Files with missing lines	Patch %	Lines
src/topn.c	60.52%	30 Missing ⚠️
R/wrappers.R	50.00%	1 Missing ⚠️

Additional details and impacted files

@@            Coverage Diff             @@
##           master    #5167      +/-   ##
==========================================
- Coverage   99.02%   98.84%   -0.18%     
==========================================
  Files          87       88       +1     
  Lines       16758    16836      +78     
==========================================
+ Hits        16595    16642      +47     
- Misses        163      194      +31

☔ View full report in Codecov by Sentry.
📢 Have feedback on the report? Share it here.

🚀 New features to boost your workflow:

❄️ Test Analytics: Detect flaky tests, report on failures, and find test suite problems.

mattdowle · 2021-09-24T22:36:31Z

Very nice! This is a common use case and would be great to get in. No problems about the code. Just thinking about API.

I agree with this comment that the word 'top' doesn't convey min or max. How about minn/maxn, or min_n/max_n?
this comment was a good point that maybe it should be topn(n, ...) with passing multiple columns in future in mind, iiuc, which followed from @MichaelChirico's good point.
A concept in SQL land is LIMIT. Whether SQL engines typically knows that LIMIT is set and optimize accordingly, I don't know. Regardless, a function or parameter to limit the number of rows returned could apply and optimize other operations too; e.g. X[Y,limit=10] could return the first 10 rows of the X[Y] result without computing it all. One use-case for that that springs to mind would be testing a join on large data to check it's returning the expected result before removing the limit to get the full result. But it's just an example, really any query could be limited; e.g. X[,j,by,limit=3] could return the first 3 groups say if each group took a long time because j was costly. I was just about to write that X[Y][1:10] could be optimized to X[Y, limit=10] but it's hard to see how to optimize across two [...][...] calls unless we make [...] lazy (which isn't impossible). Anyway, X[order(col), limit=10] could do what X[topn(col, 10)] is proposed and would avoid needing to discuss 1 and 2 above. It wouldn't change this PR much since the meat is in the C code, just the API to call that C code.

ben-schwen · 2021-09-25T12:43:03Z

Regarding API:
What about nmin respectively nmax? This would go nicely with nmin(n, ....).

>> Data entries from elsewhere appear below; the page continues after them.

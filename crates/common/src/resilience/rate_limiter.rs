//! Token bucket rate limiting keyed by target
//!
//! Each key owns a bucket of `capacity` tokens that refills continuously at
//! `capacity / window` tokens per second. A caller consuming more tokens than
//! are available either waits for the deficit to refill
//! ([`RateLimitMode::Blocking`]) or fails with
//! [`CommonError::RateLimitExceeded`] ([`RateLimitMode::NonBlocking`]).

use std::collections::HashMap;
use std::sync::Arc;
use std::time::{Duration, Instant};

use dashmap::DashMap;
use parking_lot::Mutex;
use tracing::{debug, instrument, warn};

use super::{Clock, SystemClock};
use crate::error::{CommonError, CommonResult};

/// Capacity and refill window of a single bucket
#[derive(Debug, Clone, Copy, PartialEq, Eq)]
pub struct TokenBucketConfig {
    /// Maximum number of tokens the bucket can hold
    pub capacity: u32,
    /// Time it takes an empty bucket to refill completely
    pub window: Duration,
}

impl Default for TokenBucketConfig {
    fn default() -> Self {
        Self { capacity: 10, window: Duration::from_secs(60) }
    }
}

impl TokenBucketConfig {
    /// Bucket with `capacity` tokens refilled over `window`
    pub fn new(capacity: u32, window: Duration) -> Self {
        Self { capacity, window }
    }

    /// Validate the configuration
    pub fn validate(&self) -> Result<(), String> {
        if self.capacity == 0 {
            return Err("capacity must be greater than 0".to_string());
        }
        if self.window.is_zero() {
            return Err("window must be greater than zero".to_string());
        }
        Ok(())
    }

    /// Tokens added per second of elapsed time
    pub fn refill_per_sec(&self) -> f64 {
        f64::from(self.capacity) / self.window.as_secs_f64()
    }
}

#[derive(Debug)]
struct BucketState {
    tokens: f64,
    last_refill: Instant,
}

/// Continuously refilling token bucket
///
/// # Examples
///
/// ```rust,ignore
/// use std::time::Duration;
///
/// use tether_common::resilience::{TokenBucket, TokenBucketConfig};
///
/// let bucket = TokenBucket::new(TokenBucketConfig::new(2, Duration::from_secs(60))).unwrap();
/// assert!(bucket.try_consume(1).is_ok());
/// assert!(bucket.try_consume(1).is_ok());
/// assert!(bucket.try_consume(1).is_err());
/// ```
#[derive(Debug)]
pub struct TokenBucket<C: Clock = SystemClock> {
    config: TokenBucketConfig,
    state: Mutex<BucketState>,
    clock: Arc<C>,
}

impl TokenBucket<SystemClock> {
    /// Create a full bucket on the system clock
    pub fn new(config: TokenBucketConfig) -> Result<Self, String> {
        Self::with_clock(config, SystemClock)
    }
}

impl<C: Clock> TokenBucket<C> {
    /// Create a full bucket with a custom clock
    pub fn with_clock(config: TokenBucketConfig, clock: C) -> Result<Self, String> {
        Self::with_shared_clock(config, Arc::new(clock))
    }

    fn with_shared_clock(config: TokenBucketConfig, clock: Arc<C>) -> Result<Self, String> {
        config.validate()?;
        let state = BucketState { tokens: f64::from(config.capacity), last_refill: clock.now() };
        Ok(Self { config, state: Mutex::new(state), clock })
    }

    /// Bucket configuration
    pub fn config(&self) -> TokenBucketConfig {
        self.config
    }

    fn refill(&self, state: &mut BucketState) {
        let now = self.clock.now();
        let elapsed = now.saturating_duration_since(state.last_refill);
        if elapsed.is_zero() {
            return;
        }
        let added = elapsed.as_secs_f64() * self.config.refill_per_sec();
        state.tokens = (state.tokens + added).min(f64::from(self.config.capacity));
        state.last_refill = now;
    }

    /// Take `cost` tokens if they are available.
    ///
    /// On shortfall nothing is taken and the time until the deficit has
    /// refilled is returned.
    pub fn try_consume(&self, cost: u32) -> Result<(), Duration> {
        let mut state = self.state.lock();
        self.refill(&mut state);

        let cost = f64::from(cost);
        if state.tokens >= cost {
            state.tokens -= cost;
            return Ok(());
        }

        let deficit = cost - state.tokens;
        let wait = Duration::from_secs_f64(deficit / self.config.refill_per_sec());
        debug!(tokens = state.tokens, cost, wait_ms = wait.as_millis() as u64, "bucket short");
        Err(wait.max(Duration::from_millis(1)))
    }

    /// Tokens currently available (fractional while refilling)
    pub fn available(&self) -> f64 {
        let mut state = self.state.lock();
        self.refill(&mut state);
        state.tokens
    }
}

/// What `consume` does when a bucket is short
#[derive(Debug, Clone, Copy, Default, PartialEq, Eq)]
pub enum RateLimitMode {
    /// Suspend the caller until the tokens have refilled
    #[default]
    Blocking,
    /// Fail immediately with `RateLimitExceeded`
    NonBlocking,
}

/// Keyed limiter configuration
#[derive(Debug, Clone, Default, PartialEq)]
pub struct RateLimiterConfig {
    /// Bucket used for keys without an override
    pub default: TokenBucketConfig,
    /// Per-key bucket overrides
    pub overrides: HashMap<String, TokenBucketConfig>,
    /// Behaviour on shortfall
    pub mode: RateLimitMode,
}

impl RateLimiterConfig {
    /// Validate the default bucket and every override
    pub fn validate(&self) -> Result<(), String> {
        self.default.validate().map_err(|e| format!("default: {e}"))?;
        for (key, bucket) in &self.overrides {
            bucket.validate().map_err(|e| format!("{key}: {e}"))?;
        }
        Ok(())
    }
}

/// Per-key token bucket limiter
///
/// Buckets are created lazily on first use of a key.
#[derive(Debug)]
pub struct RateLimiter<C: Clock = SystemClock> {
    default: TokenBucketConfig,
    mode: RateLimitMode,
    overrides: DashMap<String, TokenBucketConfig>,
    buckets: DashMap<String, Arc<TokenBucket<C>>>,
    clock: Arc<C>,
}

impl RateLimiter<SystemClock> {
    /// Create a limiter on the system clock
    pub fn new(config: RateLimiterConfig) -> CommonResult<Self> {
        Self::with_clock(config, SystemClock)
    }
}

impl<C: Clock> RateLimiter<C> {
    /// Create a limiter with a custom clock
    pub fn with_clock(config: RateLimiterConfig, clock: C) -> CommonResult<Self> {
        config.validate().map_err(|e| CommonError::config_field("rate_limits", e))?;
        Ok(Self {
            default: config.default,
            mode: config.mode,
            overrides: config.overrides.into_iter().collect(),
            buckets: DashMap::new(),
            clock: Arc::new(clock),
        })
    }

    /// Configured shortfall behaviour
    pub fn mode(&self) -> RateLimitMode {
        self.mode
    }

    /// Install or replace the bucket for `key`. The new bucket starts full.
    pub fn configure(&self, key: &str, config: TokenBucketConfig) -> CommonResult<()> {
        config.validate().map_err(|e| CommonError::config_field(key, e))?;
        self.overrides.insert(key.to_string(), config);
        self.buckets.remove(key);
        Ok(())
    }

    /// Forget the bucket and any override for `key`
    pub fn remove(&self, key: &str) {
        self.overrides.remove(key);
        self.buckets.remove(key);
    }

    /// Effective configuration for `key`
    pub fn config_for(&self, key: &str) -> TokenBucketConfig {
        self.overrides.get(key).map(|c| *c).unwrap_or(self.default)
    }

    fn bucket(&self, key: &str) -> CommonResult<Arc<TokenBucket<C>>> {
        if let Some(bucket) = self.buckets.get(key) {
            return Ok(Arc::clone(&bucket));
        }
        let config = self.config_for(key);
        let entry = self.buckets.entry(key.to_string());
        let bucket = match entry {
            dashmap::mapref::entry::Entry::Occupied(e) => Arc::clone(e.get()),
            dashmap::mapref::entry::Entry::Vacant(e) => {
                let bucket = TokenBucket::with_shared_clock(config, Arc::clone(&self.clock))
                    .map_err(|e| CommonError::config_field(key, e))?;
                Arc::clone(e.insert(Arc::new(bucket)).value())
            }
        };
        Ok(bucket)
    }

    fn check_cost(&self, key: &str, bucket: &TokenBucket<C>, cost: u32) -> CommonResult<()> {
        if cost > bucket.config().capacity {
            return Err(CommonError::validation(
                "cost",
                format!(
                    "cost {cost} exceeds capacity {} of bucket '{key}'",
                    bucket.config().capacity
                ),
            ));
        }
        Ok(())
    }

    /// Take `cost` tokens without waiting, regardless of mode
    pub fn try_consume(&self, key: &str, cost: u32) -> CommonResult<()> {
        let bucket = self.bucket(key)?;
        self.check_cost(key, &bucket, cost)?;
        bucket.try_consume(cost).map_err(|wait| {
            warn!(key, cost, "rate limit exceeded");
            CommonError::rate_limit(key, u64::from(bucket.config().capacity), Some(wait))
        })
    }

    /// Take `cost` tokens for `key`, honouring the configured mode.
    ///
    /// A cost larger than the bucket capacity can never be satisfied and is
    /// rejected as a validation error in both modes.
    #[instrument(skip(self), fields(mode = ?self.mode))]
    pub async fn consume(&self, key: &str, cost: u32) -> CommonResult<()> {
        if self.mode == RateLimitMode::NonBlocking {
            return self.try_consume(key, cost);
        }

        let bucket = self.bucket(key)?;
        self.check_cost(key, &bucket, cost)?;
        loop {
            match bucket.try_consume(cost) {
                Ok(()) => return Ok(()),
                Err(wait) => {
                    debug!(key, wait_ms = wait.as_millis() as u64, "waiting for tokens");
                    tokio::time::sleep(wait).await;
                }
            }
        }
    }

    /// Tokens currently available for `key`
    pub fn available(&self, key: &str) -> CommonResult<f64> {
        Ok(self.bucket(key)?.available())
    }
}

Thinking about API and the future, it is easy to just return the root and basically cover nth(n, ...) with the same code.

Regarding Functionality:
Should the indices always be returned in the "right" order as specified by decreasing and na.last or would it make sense to add an sorted argument? This would speedup the runtime by k * log(n) for topn(x,k) with n = length(x).

Regarding implementation:
The current binary heap can be exchanged by an d-ary heap. However, this results in a slightly slower running time for lower k and only seems to overtake the binary heap for k >= 1e4.

I like the idea of a versatile LIMIT in the light of prototyping. However, my most common use case for this feature is only head(X)[,Y] and I'm not sure if I would really switch to X[,Y, limit=6L] for that.

jangorecki · 2024-01-11T06:59:11Z

I wonder if possibly https://github.com/Rdatatable/data.table/blob/master/src/quickselect.c could be reused?
Or maybe benchmark against that implementation?

I used it in naive rolling median algorithm to find partial (half) ordering.

ben-schwen · 2024-01-11T12:32:23Z

I wonder if possibly https://github.com/Rdatatable/data.table/blob/master/src/quickselect.c could be reused? Or maybe benchmark against that implementation?

I used it in naive rolling median algorithm to find partial (half) ordering.

Possibly. But quickselect returns values of x not of order(x).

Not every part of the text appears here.